Mais l’attention de l’auteur se porte surtout sur les interventions de l’Esprit Saint tout au long de ces deux chapitres.
Que voilà un indice précieux pour découvrir le secret de la composition de Luc : il n’écrira cette introduction des deux premiers chapitres que dans la lumière de la Résurrection qui donne sens à tout le déroulement de l’histoire. C’est un peu comme si Luc avait profité des conseils que je donnais autrefois comme professeur de Philosophie pour rédiger des dissertations : ne commencez à écrire votre introduction que lorsque vous aurez rédigé votre conclusion !
Et c’est ainsi que Luc peut nous guider d’une main sûre dès ces deux premiers chapitres car il a les yeux fixés sur la lumière de Pâques – toute son introduction annonce les grands thèmes de l’œuvre entière.

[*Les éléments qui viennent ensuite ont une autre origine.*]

use std::{collections::HashMap, path::Path};

use anyhow::{Context, Result};
use hocon::{Hocon, HoconLoader};

/// Loads settings from a HOCON file with environment variable overrides.
///
/// Lookup order: environment variable, the scoped section of the file, then
/// the file's top level.
#[derive(Debug)]
pub struct ConfigLoader {
    hocon: Hocon,
    env: HashMap<String, String>,
    scope: String,
}

impl ConfigLoader {
    pub fn new(path: impl AsRef<Path>, scope: String) -> Result<Self> {
        let path = path.as_ref();

        let env = std::env::vars().collect::<HashMap<_, _>>();

        let hocon = HoconLoader::new()
            .load_file(path)
            .with_context(|| format!("Failed to find or load config file at: {:?}", path))?
            .hocon()?;

        Ok(Self { hocon, env, scope })
    }

    pub fn get(&self, name: &str) -> Option<Value> {
        if let Some(value) = self.env.get(name) {
            return Some(Value::String(value.clone()));
        }

        let scope = &self.hocon[self.scope.as_str()];
        if matches!(scope, Hocon::Hash(_)) {
            if let Some(value) = Self::map_hocon(scope, name) {
                return Some(value);
            }
        }

        Self::map_hocon(&self.hocon, name)
    }

    pub fn load<T: Config>(&self) -> Result<T> {
        T::load(self)
    }

    fn map_hocon(hocon: &Hocon, name: &str) -> Option<Value> {
        match &hocon[name] {
            Hocon::Real(val) => Some(Value::Float(*val as f32)),
            Hocon::Integer(val) => Some(Value::Integer(*val)),
            Hocon::String(string) => Some(Value::String(string.clone())),
            Hocon::Boolean(val) => Some(Value::Boolean(*val)),
            _ => None,
        }
    }
}

#[derive(Debug)]
pub enum Value {
    String(String),
    Integer(i64),
    Float(f32),
    Boolean(bool),
}

impl Value {
    pub fn as_bool(&self) -> Option<bool> {
        match self {
            Value::Boolean(val) => Some(*val),
            Value::String(val) => val.parse::<bool>().ok(),
            _ => None,
        }
    }

    pub fn as_usize(&self) -> Option<usize> {
        match self {
            Value::Integer(val) => usize::try_from(*val).ok(),
            Value::String(val) => val.parse::<usize>().ok(),
            _ => None,
        }
    }

    pub fn as_u64(&self) -> Option<u64> {
        match self {
            Value::Integer(val) => u64::try_from(*val).ok(),
            Value::String(val) => val.parse::<u64>().ok(),
            _ => None,
        }
    }

    pub fn as_f32(&self) -> Option<f32> {
        match self {
            Value::Float(val) => Some(*val),
            Value::Integer(val) => Some(*val as f32),
            Value::String(val) => val.parse::<f32>().ok(),
            _ => None,
        }
    }

    pub fn as_string(&self) -> Option<String> {
        match self {
            Value::String(val) => Some(val.clone()),
            Value::Boolean(val) => Some(val.to_string()),
            Value::Float(val) => Some(val.to_string()),
            Value::Integer(val) => Some(val.to_string()),
        }
    }
}

pub trait Config {
    fn load(config: &ConfigLoader) -> Result<Self>
    where
        Self: Sized;
}

#[cfg(test)]
mod tests {
    use super::*;

    fn write_config(name: &str, contents: &str) -> std::path::PathBuf {
        let path = std::env::temp_dir().join(format!("{}_{}.conf", name, std::process::id()));
        std::fs::write(&path, contents).unwrap();
        path
    }

    #[test]
    fn test_scoped_value_overrides_top_level() {
        let path = write_config("scoped", "depth = 3\nplayer { depth = 5 }");
        let config = ConfigLoader::new(&path, "player".to_string()).unwrap();

        assert_eq!(config.get("depth").and_then(|v| v.as_usize()), Some(5));
    }

    #[test]
    fn test_missing_scope_falls_back_to_top_level() {
        let path = write_config("fallback", "depth = 3\nplayer { depth = 5 }");
        let config = ConfigLoader::new(&path, "tournament".to_string()).unwrap();

        assert_eq!(config.get("depth").and_then(|v| v.as_usize()), Some(3));
        assert!(config.get("iterations").is_none());
    }

    #[test]
    fn test_environment_variable_wins() {
        let path = write_config("env", "config_test_exploration = 1.0");
        std::env::set_var("config_test_exploration", "2.5");
        let config = ConfigLoader::new(&path, "player".to_string()).unwrap();

        assert_eq!(
            config.get("config_test_exploration").and_then(|v| v.as_f32()),
            Some(2.5)
        );
    }

    #[test]
    fn test_missing_file_is_an_error() {
        assert!(ConfigLoader::new("/nonexistent/path.conf", "player".to_string()).is_err());
    }
}
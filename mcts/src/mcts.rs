use anyhow::{anyhow, Result};
use generational_arena::{Arena, Index};
use itertools::Itertools;
use log::warn;
use rand::seq::SliceRandom;
use rand::Rng;

use engine::engine::GameEngine;
use engine::game_state::GameState;

use super::node::MCTSNode;
use super::options::MCTSOptions;

/// Monte Carlo Tree Search over one action-selection request. The tree is
/// built, queried and discarded within a single `run`; nothing is reused
/// across requests.
pub struct MCTS<'a, E, R>
where
    E: GameEngine,
{
    options: MCTSOptions,
    game_engine: &'a E,
    root: Index,
    arena: Arena<MCTSNode<E::State, E::Action>>,
    rng: R,
}

/// Visit and reward statistics of the root's children, for inspection and
/// tests.
#[derive(Debug)]
pub struct NodeMetrics<A> {
    pub visits: usize,
    pub children: Vec<(A, f32, usize)>,
}

impl<'a, E, R> MCTS<'a, E, R>
where
    E: GameEngine,
    E::State: GameState,
    R: Rng,
{
    pub fn new(game_state: E::State, game_engine: &'a E, options: MCTSOptions, rng: R) -> Self {
        let legal_actions = game_engine.actions(&game_state);
        let mut arena = Arena::new();
        let root = arena.insert(MCTSNode::new(game_state, None, None, legal_actions));

        MCTS {
            options,
            game_engine,
            root,
            arena,
            rng,
        }
    }

    /// Runs the full cycle and extracts an action. A root that is already
    /// terminal skips the cycle and answers with a uniformly random legal
    /// action. A recoverable fault mid-cycle abandons the remaining
    /// iterations and extraction proceeds on whatever tree exists.
    pub fn run(&mut self) -> Result<E::Action> {
        if self.game_engine.is_terminal(self.arena[self.root].game_state()) {
            let actions = self.game_engine.actions(self.arena[self.root].game_state());
            return actions
                .choose(&mut self.rng)
                .cloned()
                .ok_or_else(|| anyhow!("no decision available: terminal root offers no actions"));
        }

        for iteration in 0..self.options.iterations {
            if let Err(err) = self.iterate() {
                warn!(
                    "abandoning search after {} of {} iterations: {}",
                    iteration, self.options.iterations, err
                );
                break;
            }
        }

        self.best_action()
    }

    /// One selection / expansion / simulation / backpropagation pass.
    fn iterate(&mut self) -> Result<()> {
        let leaf = self.select()?;
        let reward = self.simulate(leaf)?;
        self.backpropagate(leaf, reward);
        Ok(())
    }

    /// Descends from the root along best children until reaching a node
    /// that is terminal (returned as-is) or not fully explored (expanded).
    fn select(&mut self) -> Result<Index> {
        let mut index = self.root;

        loop {
            if self.game_engine.is_terminal(self.arena[index].game_state()) {
                return Ok(index);
            }
            if !self.arena[index].is_fully_explored() {
                return self.expand(index);
            }
            index = self
                .best_child(index)
                .ok_or_else(|| anyhow!("fully explored interior node has no children"))?;
        }
    }

    /// Expands the parent's first untried action into a new child node.
    fn expand(&mut self, parent: Index) -> Result<Index> {
        let action = self.arena[parent]
            .next_untried_action()
            .cloned()
            .ok_or_else(|| anyhow!("expansion requested on a fully explored node"))?;

        let child_state = self
            .game_engine
            .take_action(self.arena[parent].game_state(), &action);
        let legal_actions = self.game_engine.actions(&child_state);

        let child = self.arena.insert(MCTSNode::new(
            child_state,
            Some(parent),
            Some(action),
            legal_actions,
        ));
        self.arena[parent].push_child(child);

        Ok(child)
    }

    /// Random playout to a terminal state. The outcome is scored against
    /// the player to move at the start of the rollout: -1 if that player
    /// still has liberties when the game ends, +1 otherwise.
    fn simulate(&mut self, index: Index) -> Result<f32> {
        let mut game_state = self.arena[index].game_state().clone();
        let mover = self.game_engine.player_to_move(&game_state);

        while !self.game_engine.is_terminal(&game_state) {
            let actions = self.game_engine.actions(&game_state);
            let action = actions
                .choose(&mut self.rng)
                .ok_or_else(|| anyhow!("rollout reached a dead non-terminal state"))?;
            game_state = self.game_engine.take_action(&game_state, action);
        }

        if self.game_engine.has_liberties(&game_state, mover) {
            Ok(-1.0)
        } else {
            Ok(1.0)
        }
    }

    /// Walks from the simulated node up to and including the root, folding
    /// the reward in and negating it at every step; one player's gain is
    /// the other's loss one ply up.
    fn backpropagate(&mut self, index: Index, reward: f32) {
        let mut current = Some(index);
        let mut reward = reward;

        while let Some(index) = current {
            let node = &mut self.arena[index];
            node.record_reward(reward);
            reward = -reward;
            current = node.parent();
        }
    }

    /// UCB1 best child. All children tied at the maximal score are
    /// collected and one is chosen uniformly; `None` for a childless node.
    fn best_child(&mut self, index: Index) -> Option<Index> {
        let parent_visits = self.arena[index].visits() as f32;
        let exploration_constant = self.options.exploration_constant;

        let scored: Vec<(Index, f32)> = self.arena[index]
            .children()
            .iter()
            .map(|&child| {
                let node = &self.arena[child];
                let exploitation = node.cumulative_reward() / node.visits() as f32;
                let exploration =
                    exploration_constant * (parent_visits.ln() / node.visits() as f32).sqrt();
                (child, exploitation + exploration)
            })
            .collect();

        let tied = scored
            .into_iter()
            .max_set_by(|(_, a), (_, b)| a.total_cmp(b));

        tied.choose(&mut self.rng).map(|(child, _)| *child)
    }

    /// Extracts the final answer: the root's best child by the same UCB1
    /// scoring the tree policy uses.
    fn best_action(&mut self) -> Result<E::Action> {
        let best = self
            .best_child(self.root)
            .ok_or_else(|| anyhow!("no decision available: root has no children"))?;

        self.arena[best]
            .parent_action()
            .cloned()
            .ok_or_else(|| anyhow!("non-root node is missing its parent action"))
    }

    pub fn root_metrics(&self) -> NodeMetrics<E::Action> {
        let root = &self.arena[self.root];

        NodeMetrics {
            visits: root.visits(),
            children: root
                .children()
                .iter()
                .filter_map(|&child| {
                    let node = &self.arena[child];
                    node.parent_action()
                        .cloned()
                        .map(|action| (action, node.cumulative_reward(), node.visits()))
                })
                .collect(),
        }
    }

    pub fn node_count(&self) -> usize {
        self.arena.len()
    }

    #[cfg(test)]
    pub(crate) fn nodes(&self) -> impl Iterator<Item = &MCTSNode<E::State, E::Action>> {
        self.arena.iter().map(|(_, node)| node)
    }

    #[cfg(test)]
    pub(crate) fn node(&self, index: Index) -> &MCTSNode<E::State, E::Action> {
        &self.arena[index]
    }

    #[cfg(test)]
    pub(crate) fn root_index(&self) -> Index {
        self.root
    }
}
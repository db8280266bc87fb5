pub mod options;
pub mod player;
pub mod slot;

pub use crate::options::{PlayOptions, SearchStrategy};
pub use crate::player::Player;
pub use crate::slot::MoveSlot;
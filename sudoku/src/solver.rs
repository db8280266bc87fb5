use anyhow::Result;
use itertools::Itertools;

use super::grid::{Candidates, Grid, NUM_CELLS};

const UNIT_SIZE: usize = 9;

/// Constraint-propagation solver for diagonal Sudoku: the usual rows,
/// columns and boxes plus both main diagonals count as units.
pub struct Solver {
    units: Vec<[usize; UNIT_SIZE]>,
    peers: Vec<Vec<usize>>,
}

impl Solver {
    pub fn new() -> Self {
        let units = unit_list();
        let peers = peer_list(&units);

        Self { units, peers }
    }

    /// Parses the 81-character grid, then solves it by reduction and
    /// depth-first search. `Ok(None)` means the puzzle admits no solution.
    pub fn solve(&self, grid: &str) -> Result<Option<String>> {
        let grid: Grid = grid.parse()?;

        Ok(self.search(grid).map(|solved| solved.to_string()))
    }

    fn search(&self, grid: Grid) -> Option<Grid> {
        let grid = self.reduce(grid)?;

        if grid.is_solved() {
            return Some(grid);
        }

        // Branch on an unsolved cell with the fewest candidates, lowest
        // index breaking ties.
        let cell = (0..NUM_CELLS)
            .filter(|&cell| !grid.cells[cell].is_solved())
            .min_by_key(|&cell| (grid.cells[cell].count(), cell))?;

        for digit in grid.cells[cell].digits().collect::<Vec<_>>() {
            let mut attempt = grid.clone();
            attempt.cells[cell] = Candidates::of_digit(digit);

            if let Some(solved) = self.search(attempt) {
                return Some(solved);
            }
        }

        None
    }

    /// Applies all strategies until the number of solved cells stops
    /// growing; `None` when a cell runs out of candidates.
    fn reduce(&self, mut grid: Grid) -> Option<Grid> {
        loop {
            let solved_before = grid.solved_count();

            self.eliminate(&mut grid);
            self.only_choice(&mut grid);
            self.naked_twins(&mut grid);

            if grid.has_contradiction() {
                return None;
            }
            if grid.solved_count() == solved_before {
                return Some(grid);
            }
        }
    }

    /// An assigned digit cannot appear in any peer of its cell.
    fn eliminate(&self, grid: &mut Grid) {
        for cell in 0..NUM_CELLS {
            if let Some(digit) = grid.cells[cell].sole_digit() {
                for &peer in self.peers[cell].iter() {
                    grid.cells[peer].remove(digit);
                }
            }
        }
    }

    /// A digit with a single home left in a unit is assigned there.
    fn only_choice(&self, grid: &mut Grid) {
        for unit in self.units.iter() {
            for digit in 1..=9 {
                let mut places = unit.iter().filter(|&&cell| grid.cells[cell].contains(digit));

                if let (Some(&place), None) = (places.next(), places.next()) {
                    grid.cells[place] = Candidates::of_digit(digit);
                }
            }
        }
    }

    /// Two peers restricted to the same candidate pair exclude that pair
    /// from every cell both of them see.
    fn naked_twins(&self, grid: &mut Grid) {
        for cell in 0..NUM_CELLS {
            if grid.cells[cell].count() != 2 {
                continue;
            }

            for &twin in self.peers[cell].iter() {
                if grid.cells[twin] != grid.cells[cell] {
                    continue;
                }

                let digits: Vec<u8> = grid.cells[cell].digits().collect();
                for &shared in self.peers[cell].iter() {
                    if shared == twin || !self.peers[twin].contains(&shared) {
                        continue;
                    }
                    if grid.cells[shared].count() > 2 {
                        for &digit in digits.iter() {
                            grid.cells[shared].remove(digit);
                        }
                    }
                }
            }
        }
    }
}

impl Default for Solver {
    fn default() -> Self {
        Self::new()
    }
}

/// Rows, columns, boxes and the two main diagonals.
fn unit_list() -> Vec<[usize; UNIT_SIZE]> {
    let mut units = Vec::with_capacity(29);

    for row in 0..9 {
        let mut unit = [0; UNIT_SIZE];
        for (col, slot) in unit.iter_mut().enumerate() {
            *slot = row * 9 + col;
        }
        units.push(unit);
    }

    for col in 0..9 {
        let mut unit = [0; UNIT_SIZE];
        for (row, slot) in unit.iter_mut().enumerate() {
            *slot = row * 9 + col;
        }
        units.push(unit);
    }

    for box_row in 0..3 {
        for box_col in 0..3 {
            let mut unit = [0; UNIT_SIZE];
            for (i, slot) in unit.iter_mut().enumerate() {
                *slot = (box_row * 3 + i / 3) * 9 + box_col * 3 + i % 3;
            }
            units.push(unit);
        }
    }

    let mut falling = [0; UNIT_SIZE];
    let mut rising = [0; UNIT_SIZE];
    for i in 0..9 {
        falling[i] = i * 9 + i;
        rising[i] = i * 9 + (8 - i);
    }
    units.push(falling);
    units.push(rising);

    units
}

/// Every cell a given cell shares a unit with, itself excluded.
fn peer_list(units: &[[usize; UNIT_SIZE]]) -> Vec<Vec<usize>> {
    (0..NUM_CELLS)
        .map(|cell| {
            units
                .iter()
                .filter(|unit| unit.contains(&cell))
                .flatten()
                .copied()
                .filter(|&peer| peer != cell)
                .sorted()
                .dedup()
                .collect()
        })
        .collect()
}

/// Solves a diagonal Sudoku given as 81 characters, `.` or `0` for blanks.
pub fn solve(grid: &str) -> Result<Option<String>> {
    Solver::new().solve(grid)
}
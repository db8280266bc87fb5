use engine::engine::GameEngine;

use super::action::Action;
use super::board::Square;
use super::game_state::GameState;

#[derive(Default)]
pub struct Engine {}

impl Engine {
    pub fn new() -> Self {
        Self {}
    }
}

impl GameEngine for Engine {
    type State = GameState;
    type Action = Action;
    type Location = Square;

    fn actions(&self, game_state: &Self::State) -> Vec<Self::Action> {
        game_state.legal_actions()
    }

    fn take_action(&self, game_state: &Self::State, action: &Self::Action) -> Self::State {
        game_state.apply(action)
    }

    fn is_terminal(&self, game_state: &Self::State) -> bool {
        game_state.legal_actions().is_empty()
    }

    fn utility(&self, game_state: &Self::State, player_id: usize) -> f32 {
        // The player to move in a terminal state is the one left without a
        // move, and has lost.
        if game_state.player_to_move() == player_id {
            f32::NEG_INFINITY
        } else {
            f32::INFINITY
        }
    }

    fn player_to_move(&self, game_state: &Self::State) -> usize {
        game_state.player_to_move()
    }

    fn ply_count(&self, game_state: &Self::State) -> usize {
        game_state.ply
    }

    fn player_location(&self, game_state: &Self::State, player_id: usize) -> Option<Square> {
        game_state.locs[player_id]
    }

    fn liberties(&self, game_state: &Self::State, location: &Square) -> Vec<Square> {
        game_state.liberties(*location)
    }
}
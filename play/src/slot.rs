use crossbeam::queue::ArrayQueue;

/// Single-slot mailbox for the current best move. Publishing overwrites any
/// value the reader has not taken yet, so `latest` always observes the most
/// recent publication or nothing at all.
pub struct MoveSlot<A> {
    slot: ArrayQueue<A>,
}

impl<A> MoveSlot<A> {
    pub fn new() -> Self {
        Self {
            slot: ArrayQueue::new(1),
        }
    }

    pub fn publish(&self, action: A) {
        self.slot.force_push(action);
    }

    /// Takes the most recently published action, leaving the slot empty.
    pub fn latest(&self) -> Option<A> {
        self.slot.pop()
    }
}

impl<A> Default for MoveSlot<A> {
    fn default() -> Self {
        Self::new()
    }
}
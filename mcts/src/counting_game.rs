use engine::engine::GameEngine;
use engine::game_state::GameState;

/// A two-player counting game used as a deterministic test fixture. Player 0
/// wants the count to reach 100, player 1 wants it at 0; whoever is not to
/// blame when the count hits a boundary wins.
#[derive(Hash, PartialEq, Eq, Clone, Debug)]
pub struct CountingGameState {
    pub p1_turn: bool,
    pub count: usize,
}

impl CountingGameState {
    pub fn from_starting_count(p1_turn: bool, count: usize) -> Self {
        Self { p1_turn, count }
    }

    fn losing_player(&self) -> Option<usize> {
        if self.count == 100 {
            Some(1)
        } else if self.count == 0 {
            Some(0)
        } else {
            None
        }
    }
}

impl GameState for CountingGameState {
    fn initial() -> Self {
        Self {
            p1_turn: true,
            count: 50,
        }
    }
}

#[derive(PartialEq, Eq, Copy, Clone, Debug)]
pub enum CountingAction {
    Increment,
    Decrement,
    Stay,
}

pub struct CountingGameEngine {}

impl GameEngine for CountingGameEngine {
    type State = CountingGameState;
    type Action = CountingAction;
    type Location = usize;

    fn actions(&self, _game_state: &Self::State) -> Vec<Self::Action> {
        vec![
            CountingAction::Increment,
            CountingAction::Decrement,
            CountingAction::Stay,
        ]
    }

    fn take_action(&self, game_state: &Self::State, action: &Self::Action) -> Self::State {
        let count = game_state.count;

        let new_count = match action {
            CountingAction::Increment => count + 1,
            CountingAction::Decrement => count - 1,
            CountingAction::Stay => count,
        };

        Self::State {
            p1_turn: !game_state.p1_turn,
            count: new_count,
        }
    }

    fn is_terminal(&self, game_state: &Self::State) -> bool {
        game_state.losing_player().is_some()
    }

    fn utility(&self, game_state: &Self::State, player_id: usize) -> f32 {
        match game_state.losing_player() {
            Some(loser) if loser == player_id => f32::NEG_INFINITY,
            Some(_) => f32::INFINITY,
            None => 0.0,
        }
    }

    fn player_to_move(&self, game_state: &Self::State) -> usize {
        if game_state.p1_turn {
            0
        } else {
            1
        }
    }

    fn ply_count(&self, game_state: &Self::State) -> usize {
        game_state.count
    }

    fn player_location(&self, _game_state: &Self::State, player_id: usize) -> Option<Self::Location> {
        Some(player_id)
    }

    fn liberties(&self, game_state: &Self::State, location: &Self::Location) -> Vec<Self::Location> {
        match game_state.losing_player() {
            Some(loser) if loser == *location => Vec::new(),
            _ => vec![*location],
        }
    }
}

Une observation s’impose : nombreux sont les personnages de cet évangile de l’enfance qui ont droit à une révélation sur le rôle à venir de Jésus.
Ainsi les bergers de la crèche raconteront ce qui leur avait été annoncé à de nombreuses personnes ; Anne parle de l’enfant à tous ceux qui attendent la libération de Jérusalem ; de nombreux docteurs de la loi sont témoins dans le temple de l’intelligence et des réponses de Jésus âgé de 12 ans. Or tout ce savoir sur Jésus est totalement inconnu des personnages mis en scène à partir du chapitre 3.
Cela souligne le décalage qui existe entre ce que disent du Christ l’évangile de l’enfance d’une part et le reste de Luc de l’autre. Si Luc 1 et 2 annonce déjà toute la foi de l’église c’est que ces deux chapitres sont illuminés par la foi pascale et qu’ils la mettent en œuvre. La messianité et la seigneurerie de Jésus que l’ange annonce aux bergers, voila bien en effet le message que proclamera Pierre après Pâques : « Dieu l’a fait Seigneur et Christ, ce Jésus que vous avez crucifié » Ac 236.
La fonction des deux premiers chapitres de Luc paraît claire. Il s’agit d’un prologue, d’une ouverture où l’évangéliste prépare son lecteur à la découverte de la véritable identité de Jésus. Celle-ci ne sera pleinement perçue qu’après Pâques. L’enfant de la crèche est déjà le Christ Seigneur de la Résurrection.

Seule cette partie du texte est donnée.